The problem is that many application security tools that are not purpose-built for the cloud native era and overwhelm teams with a firehose of low-value alerts.
Backslash Security provides visualization of the application threat models and correlation between alerts coming from the code with insights from production deployment in the cloud to minimize the number of alerts and help prioritize them by the actual risk.
“Let’s assume that you have a potential SQL injection in your code. This is a pretty common symptom in your code … however, when you have hundreds of those, some of them would be false positives, and some of them are not real issues that need to be addressed. And it takes a lot of manual work and finds out which are the ones that are real and need to be addressed,” Man explained.
“With our approach, we’ll look at the cloud and see what are the actual flows of the application that really goes and works through this flow. So out of the 100, SQL injections, there are only two actually being used in the cloud. So these are the two you should address first.

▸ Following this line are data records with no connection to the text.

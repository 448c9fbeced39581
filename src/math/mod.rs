//! Numerical building blocks.
//!
//! - weighted least squares and polynomial fits
//! - banded linear solves
//! - interpolating B-splines and the error-weighted smoothing spline
//! - Nelder–Mead and Levenberg–Marquardt minimisers
//! - 1-D signal helpers (interpolation, convolution, DCT)
//! - descriptive statistics

pub mod banded;
pub mod bspline;
pub mod levmar;
pub mod ols;
pub mod penalized;
pub mod signal;
pub mod simplex;
pub mod stats;

pub use bspline::BSpline;
pub use levmar::{LmResult, levenberg_marquardt};
pub use ols::{Polynomial, polyfit};
pub use penalized::PenalizedSpline;
pub use simplex::{SimplexOptions, SimplexResult, nelder_mead};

“So that the overall idea [is] we leverage the understanding of how the application is deployed to … focus the application security teams to the most burning things and prove the risk on it.”
It enables enterprise AppSec teams to see, prioritize and act upon high-risk code combinations that it calls “toxic code flows,” in their cloud native applications.
“Developers need an accurate way to efficiently identify and fix code issues in their workflows, without being overwhelmed by alerts or false positives, while security needs a scalable way to manage risk,” said Melinda Marks, senior industry analyst at ESG.
“Backslash has developed a solution to address this gap utilizing the properties of the stack and modern development environments to give security teams the context they need to support development as it scales.”
Analyzing Interconnectivity
There’s nothing to install. You just tap into to two read-only connectors: your git repository (GitHub, GitLab) and the cloud account where the application is deployed (AWS/Azure/GCP). It supports the most common languages used in cloud native development such as Golang, Java, JavaScript Typescript and Python.
Backslash will analyze the microservices from the code and their interconnectivity and present a clear, visual shortlist of risks requiring the highest attention. Man maintains it can replace a host of AppSec tools including into a single platform including static application security testing (SAST), software composition analysis (SCA), secrets management and more.
Backslash Security faces a crowded field of application security rivals including Snyk, Synopsys, Veracode, Wix and others. The company came out of stealth in March and announced an $8 million dollar funding round. It’s in the late beta stage, looking to announce general availability during Q2.
“AppSec teams are struggling as companies rapidly shift to cloud-based deployment environments because the traditional solutions just aren’t keeping up,” said Brian Fielder, an investor and general manager, CTO Enterprise Security at Microsoft. “The Backslash team has built a truly cloud native approach to application security, bringing a new, visual, lightweight paradigm to the AppSec industry.